そして暖炉の上には、木製の雄鹿の仮面が飾ってあった。立派な角を生やし、厳めしい顔つきをした鹿である。
僕は仮面を見上げながら言った。
「鹿翁館という名前の由来はこれなのかな?」
長家も同じように仮面を見上げながら、首を傾げる。
「さあ。私はむしろ、鹿翁館という名前だから、この仮面を飾ってみたんじゃないかと思ってたんだけど」
僕は尋ねた。
「なんでそう思うの?」
長家は仮面を指さして言った。
「見た感じ、これって結構新しいもののような気がしない? 館の年季の入り方と比べると浮いて見えるというか。館と一緒に年を取ったんじゃなくて、途中から後付けされたもののように見えるんだよね。まあ、実際のところはわからないけど」
「なるほど」
言われてみると、仮面は痛みが少ない。それは、表面に塗られたニスが劣化していないことからも明らかだった。日常的に使用されるテーブルや椅子と、壁に掛けられた仮面とを単純に比較することはできないが、それにしても彼女が「浮いている」と評した感じは確かにあった。

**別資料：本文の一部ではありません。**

//! Geographic coordinate module
//!
//! Provides the validated [`GeoPoint`] value type used throughout the
//! resolver, plus great-circle distance between two points.

mod types;


pub use types::{
    CoordError, GeoPoint, MAX_LAT, MAX_LON, MIN_LAT, MIN_LON, NO_LOCATION_EPSILON,
};

/// Meters in one statute mile.
pub const METERS_PER_MILE: f64 = 1609.344;

/// Mean Earth radius in meters.
const EARTH_RADIUS_METERS: f64 = 6_371_000.0;

/// Returns the great-circle distance between two points in statute miles.
///
/// Uses the haversine formula with the mean Earth radius, which is accurate
/// to within ~0.5% of true geodesic distance.
#[inline]
pub fn distance_miles(a: &GeoPoint, b: &GeoPoint) -> f64 {
    let lat_a = a.latitude().to_radians();
    let lat_b = b.latitude().to_radians();
    let d_lat = (b.latitude() - a.latitude()).to_radians();
    let d_lon = (b.longitude() - a.longitude()).to_radians();

    let h = (d_lat / 2.0).sin().powi(2)
        + lat_a.cos() * lat_b.cos() * (d_lon / 2.0).sin().powi(2);
    let meters = 2.0 * EARTH_RADIUS_METERS * h.sqrt().asin();

    meters / METERS_PER_MILE
}
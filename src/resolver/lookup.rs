//! Zone identifier lookup abstraction.

use crate::resolver::types::ResolveError;
use std::future::Future;
use tzf_rs::DefaultFinder;

/// External collaborator that maps a coordinate to an IANA zone identifier.
///
/// Implementations may be network-bound or disk-bound and must be safely
/// callable concurrently; the resolver guarantees at most one call in flight
/// per distinct cache key.
pub trait ZoneLookup: Send + Sync {
    /// Looks up the zone identifier for a coordinate.
    ///
    /// # Returns
    ///
    /// The canonical tz database identifier (e.g. "America/Chicago"), or an
    /// error when the point has no coverage or the lookup fails.
    fn zone_id(
        &self,
        lat: f64,
        lon: f64,
    ) -> impl Future<Output = Result<String, ResolveError>> + Send;

    /// Returns the lookup's name for logging and identification.
    fn name(&self) -> &str;
}

/// Zone lookup backed by the bundled `tzf-rs` boundary data.
///
/// Construction parses the embedded polygon set and is relatively expensive;
/// build one and share it, typically inside a
/// [`ZoneResolver`](crate::resolver::ZoneResolver).
pub struct TzfLookup {
    finder: DefaultFinder,
}

impl TzfLookup {
    /// Create a new lookup over the bundled boundary data.
    pub fn new() -> Self {
        Self {
            finder: DefaultFinder::new(),
        }
    }
}

impl Default for TzfLookup {
    fn default() -> Self {
        Self::new()
    }
}

impl ZoneLookup for TzfLookup {
    async fn zone_id(&self, lat: f64, lon: f64) -> Result<String, ResolveError> {
        // tzf takes longitude first
        let name = self.finder.get_tz_name(lon, lat);
        if name.is_empty() {
            return Err(ResolveError::NoCoverage { lat, lon });
        }
        Ok(name.to_string())
    }

    fn name(&self) -> &str {
        "tzf"
    }
}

仮面のことは気になるが、ひとまず食堂はここまでにして、キッチンに戻る。
そして今度は、勝手口から外に出る。
外には使用人が住んでいたと思われる小屋と、物置があった。
そして、その先は裏庭になっている。
裏庭は、長家がさきほど「奇妙だ」みたいなことを言っていたような気がするが、確かに奇妙な庭だった。
表と同じく芝を敷き詰めているのだが(そしてやはり表と同じように、今となっては芝生は荒れているのだが)、その中に大きな岩が無造作にいくつか置かれていたりする。

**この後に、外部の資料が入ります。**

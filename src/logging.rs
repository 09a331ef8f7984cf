//! Tracing setup for GeoZone.
//!
//! Installs a global subscriber writing to a per-session log file and to
//! stdout. Verbosity follows the `RUST_LOG` environment variable and
//! defaults to `info`. Library code only emits through `tracing` macros;
//! embedding applications that install their own subscriber should not call
//! into this module at all.

use std::fs;
use std::io;
use std::path::Path;
use tracing_appender::non_blocking::WorkerGuard;
use tracing_subscriber::layer::SubscriberExt;
use tracing_subscriber::util::SubscriberInitExt;
use tracing_subscriber::EnvFilter;

/// Keeps the background log writer alive.
///
/// Dropping the guard flushes buffered log lines and closes the file.
pub struct LoggingGuard {
    _file_guard: WorkerGuard,
}

/// Installs the global tracing subscriber.
///
/// The log file is truncated at startup, so each run starts with an empty
/// log. File output goes through a non-blocking writer and carries no ANSI
/// codes; the stdout layer keeps them for terminals.
///
/// Hold on to the returned [`LoggingGuard`] for as long as logging should
/// stay active.
///
/// # Errors
///
/// Fails when `log_dir` cannot be created or the file inside it cannot be
/// truncated.
pub fn init_logging(log_dir: &str, log_file: &str) -> Result<LoggingGuard, io::Error> {
    fs::create_dir_all(log_dir)?;

    // Truncate whatever the previous session left behind.
    let log_path = Path::new(log_dir).join(log_file);
    fs::write(&log_path, "")?;

    let file_appender = tracing_appender::rolling::never(log_dir, log_file);
    let (non_blocking_file, file_guard) = tracing_appender::non_blocking(file_appender);

    let file_layer = tracing_subscriber::fmt::layer()
        .with_writer(non_blocking_file)
        .with_ansi(false);

    let stdout_layer = tracing_subscriber::fmt::layer()
        .with_writer(io::stdout)
        .with_ansi(true);

    let env_filter = EnvFilter::try_from_default_env().unwrap_or_else(|_| EnvFilter::new("info"));

    tracing_subscriber::registry()
        .with(env_filter)
        .with(file_layer)
        .with(stdout_layer)
        .init();

    Ok(LoggingGuard {
        _file_guard: file_guard,
    })
}

/// Default directory for log files.
pub fn default_log_dir() -> &'static str {
    "logs"
}

/// Default log file name.
pub fn default_log_file() -> &'static str {
    "geozone.log"
}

そして、ある岩の隣には、これまた樫の木が一本、でんと植わっている。もともと生えていたのではなく、わざわざ植えたのであろう。そんなものを植えたせいで、木の陰になる部分だけ、せっかくの芝生がはげ上がって、土が露出している。
この館の主が何をしたかったのかは分からないが、かなり変なセンスの持ち主だったようである。
使用人の小屋を覗くと、本館とは比べるまでもなく質素な作りだが、それでも学生のアパート暮らしよりは遙かに広々としていた。

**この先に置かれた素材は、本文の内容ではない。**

use std::num::NonZeroU32;
use std::sync::Arc;
use std::time::Instant;

use winit::{
    application::ApplicationHandler,
    event::WindowEvent,
    event_loop::{ActiveEventLoop, ControlFlow, EventLoop},
    keyboard::{Key, NamedKey},
    window::{Window, WindowId},
};

use crate::{
    config::SketchConfig,
    core::{Canvas, Point},
    error::{GlyphdriftError, GlyphdriftResult},
    noise::Noise2,
    render::FrameRenderer,
    sampler::GlyphSampler,
    scene::{InputOutcome, SceneState},
    trail::TrailBuffer,
};

const DEFAULT_WIDTH: u32 = 1280;
const DEFAULT_HEIGHT: u32 = 720;

/// Interactive shell: owns the window, the softbuffer surface, and the
/// per-frame loop. All sketch behavior lives in the library modules; this
/// type only routes window events into them.
pub struct SketchApp {
    config: SketchConfig,
    font_bytes: Vec<u8>,
    sampler: GlyphSampler,
    trail: TrailBuffer,
    noise: Noise2,
    points: Vec<Point>,
    started: Instant,
    window: Option<Arc<Window>>,
    surface: Option<softbuffer::Surface<Arc<Window>, Arc<Window>>>,
    renderer: Option<FrameRenderer>,
    scene: Option<SceneState>,
}

impl SketchApp {
    pub fn new(config: SketchConfig, font_bytes: Vec<u8>) -> GlyphdriftResult<Self> {
        config.validate()?;
        let trail = TrailBuffer::new(config.trail_lifetime_ms);
        Ok(Self {
            config,
            font_bytes,
            sampler: GlyphSampler::new(),
            trail,
            noise: Noise2::default(),
            points: Vec::new(),
            started: Instant::now(),
            window: None,
            surface: None,
            renderer: None,
            scene: None,
        })
    }

    /// Run the event loop until the window closes.
    pub fn run(mut self) -> GlyphdriftResult<()> {
        let event_loop = EventLoop::new()
            .map_err(|e| GlyphdriftError::render(format!("event loop creation failed: {e}")))?;
        event_loop.set_control_flow(ControlFlow::Poll);
        event_loop
            .run_app(&mut self)
            .map_err(|e| GlyphdriftError::render(format!("event loop failed: {e}")))
    }

    fn resample(&mut self) -> GlyphdriftResult<()> {
        let scene = self
            .scene
            .as_ref()
            .ok_or_else(|| GlyphdriftError::render("resample before scene init"))?;
        let entry = &self.config.words[scene.word_index()];
        self.points = self.sampler.sample(
            &entry.word,
            &self.font_bytes,
            self.config.font_size,
            scene.sample_factor(),
            scene.canvas,
        )?;
        Ok(())
    }

    fn init_surface(&mut self, event_loop: &ActiveEventLoop) -> GlyphdriftResult<()> {
        let attrs = Window::default_attributes()
            .with_title("glyphdrift")
            .with_inner_size(winit::dpi::LogicalSize::new(
                f64::from(DEFAULT_WIDTH),
                f64::from(DEFAULT_HEIGHT),
            ));
        let window = Arc::new(
            event_loop
                .create_window(attrs)
                .map_err(|e| GlyphdriftError::render(format!("window creation failed: {e}")))?,
        );
        // The sketch paints its own cursor marker.
        window.set_cursor_visible(false);

        let context = softbuffer::Context::new(window.clone())
            .map_err(|e| GlyphdriftError::render(format!("softbuffer context failed: {e}")))?;
        let surface = softbuffer::Surface::new(&context, window.clone())
            .map_err(|e| GlyphdriftError::render(format!("softbuffer surface failed: {e}")))?;

        let size = window.inner_size();
        let canvas = Canvas::new(size.width.max(1), size.height.max(1))?;
        self.renderer = Some(FrameRenderer::new(canvas, self.font_bytes.clone())?);
        self.scene = Some(SceneState::new(canvas, self.config.words.len())?);
        self.window = Some(window);
        self.surface = Some(surface);
        self.reshape(canvas)?;
        self.resample()
    }

    fn reshape(&mut self, canvas: Canvas) -> GlyphdriftResult<()> {
        if let Some(renderer) = self.renderer.as_mut() {
            renderer.resize(canvas)?;
        }
        if let Some(surface) = self.surface.as_mut() {
            let (Some(w), Some(h)) = (NonZeroU32::new(canvas.width), NonZeroU32::new(canvas.height))
            else {
                return Err(GlyphdriftError::render("zero-sized surface"));
            };
            surface
                .resize(w, h)
                .map_err(|e| GlyphdriftError::render(format!("surface resize failed: {e}")))?;
        }
        Ok(())
    }

    fn redraw(&mut self) -> GlyphdriftResult<()> {
        let now_ms = self.started.elapsed().as_millis() as u64;
        let t = now_ms as f64 / 1000.0;
        let (Some(scene), Some(renderer), Some(surface)) = (
            self.scene.as_ref(),
            self.renderer.as_mut(),
            self.surface.as_mut(),
        ) else {
            return Ok(());
        };

        self.trail.push(scene.cursor, now_ms);
        self.trail.prune(now_ms);
        renderer.render(
            scene,
            &self.config,
            &self.points,
            &self.trail,
            now_ms,
            t,
            self.noise,
        )?;

        let mut buffer = surface
            .buffer_mut()
            .map_err(|e| GlyphdriftError::render(format!("surface buffer failed: {e}")))?;
        pack_0rgb(renderer.pixel_data(), &mut buffer);
        buffer
            .present()
            .map_err(|e| GlyphdriftError::render(format!("surface present failed: {e}")))?;
        Ok(())
    }

    fn handle_resize(&mut self, width: u32, height: u32) -> GlyphdriftResult<()> {
        let canvas = Canvas::new(width, height)?;
        let outcome = match self.scene.as_mut() {
            Some(scene) => scene.resize(canvas),
            None => return Ok(()),
        };
        if outcome == InputOutcome::Resample {
            self.reshape(canvas)?;
            self.resample()?;
        }
        Ok(())
    }

    fn handle_key(&mut self, key: &Key) -> GlyphdriftResult<()> {
        let Some(scene) = self.scene.as_mut() else {
            return Ok(());
        };
        let outcome = match key {
            Key::Named(NamedKey::ArrowLeft) => scene.prev_word(),
            Key::Named(NamedKey::ArrowRight) => scene.next_word(),
            Key::Named(NamedKey::Enter) => scene.next_effect(),
            Key::Named(NamedKey::ArrowUp) => scene.raise_density(),
            Key::Named(NamedKey::ArrowDown) => scene.lower_density(),
            _ => InputOutcome::Keep,
        };
        if outcome == InputOutcome::Resample {
            self.resample()?;
        }
        Ok(())
    }

    fn fail(&self, event_loop: &ActiveEventLoop, err: GlyphdriftError) {
        tracing::error!(error = %err, "sketch error, exiting");
        event_loop.exit();
    }
}

impl ApplicationHandler for SketchApp {
    fn resumed(&mut self, event_loop: &ActiveEventLoop) {
        if self.window.is_some() {
            return;
        }
        if let Err(err) = self.init_surface(event_loop) {
            self.fail(event_loop, err);
            return;
        }
        if let Some(window) = &self.window {
            window.request_redraw();
        }
    }

    fn window_event(&mut self, event_loop: &ActiveEventLoop, _id: WindowId, event: WindowEvent) {
        match event {
            WindowEvent::CloseRequested => {
                event_loop.exit();
            }
            WindowEvent::Resized(size) => {
                if size.width == 0 || size.height == 0 {
                    return;
                }
                if let Err(err) = self.handle_resize(size.width, size.height) {
                    self.fail(event_loop, err);
                    return;
                }
                if let Some(window) = &self.window {
                    window.request_redraw();
                }
            }
            WindowEvent::KeyboardInput { event, .. } => {
                if event.state.is_pressed() && !event.repeat {
                    if let Err(err) = self.handle_key(&event.logical_key) {
                        self.fail(event_loop, err);
                    }
                }
            }
            WindowEvent::CursorMoved { position, .. } => {
                if let Some(scene) = self.scene.as_mut() {
                    scene.cursor = scene.canvas.clamp(Point::new(position.x, position.y));
                }
            }
            WindowEvent::RedrawRequested => {
                if let Err(err) = self.redraw() {
                    self.fail(event_loop, err);
                    return;
                }
                // Continuous animation: immediately schedule the next frame.
                if let Some(window) = &self.window {
                    window.request_redraw();
                }
            }
            _ => {}
        }
    }
}

/// Pack premultiplied RGBA8 into softbuffer's 0RGB u32 layout. The frame
/// is fully opaque, so premultiplied channels are the display channels.
fn pack_0rgb(rgba: &[u8], out: &mut [u32]) {
    for (px, slot) in rgba.chunks_exact(4).zip(out.iter_mut()) {
        *slot = (u32::from(px[0]) << 16) | (u32::from(px[1]) << 8) | u32::from(px[2]);
    }
}

#[cfg(test)]
mod tests {
    use super::*;

    #[test]
    fn pack_0rgb_drops_alpha_and_orders_channels() {
        let rgba = [0x11, 0x22, 0x33, 0xFF, 0xAA, 0xBB, 0xCC, 0x00];
        let mut out = [0u32; 2];
        pack_0rgb(&rgba, &mut out);
        assert_eq!(out, [0x0011_2233, 0x00AA_BBCC]);
    }

    #[test]
    fn pack_0rgb_tolerates_short_output() {
        let rgba = [1, 2, 3, 4, 5, 6, 7, 8];
        let mut out = [0u32; 1];
        pack_0rgb(&rgba, &mut out);
        assert_eq!(out[0], 0x0001_0203);
    }
}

いずれにせよ、小屋の中は片付いており、何も無かった。また、埃の積もり方からしても、長年使われていないことが窺える。
床には比較的新しい足跡がいくつかあったが、これは館の調査の時に付いたものだろう。
物置には、スコップやバケツなど、主に庭の手入れ用と思われるものが収納されていた。
目に付いたもので興味深かったのは、年代物の自動芝刈り機である。ちょっと埃を払って動かしてみたい気分になったが、何十年も使われていなかったわけだから、本気で動かそうとしたらエンジンの分解清掃は絶対に必須だろう。ただまあ、これは今回の調査にはおそらく関係はない。僕の個人的興味である。
といったところで、館の見学ツアーは終わりである。
物置の扉を閉じたところで、長家が尋ねてきた。
「どう、何か気になったところはある?」
「うん。まあ、はっきり言って平凡な洋館だよね。裏庭のセンスは変だし、なんでこんなところに建っているのか、という謎はあるけど、ごく普通に使われてきた、ごく普通のお家に見える」
「けどさ、こうなると圧倒的に変じゃない?」
長家の含みのある言葉に、僕は首を傾げた。そう言われても、思い当たることがない。なので、素直に訊いてみた。
「何が」
長家は言った。
「書斎だけが片付いてないってこと」
僕は思わず身震いした。心底書斎に戻りたくなくなってきた。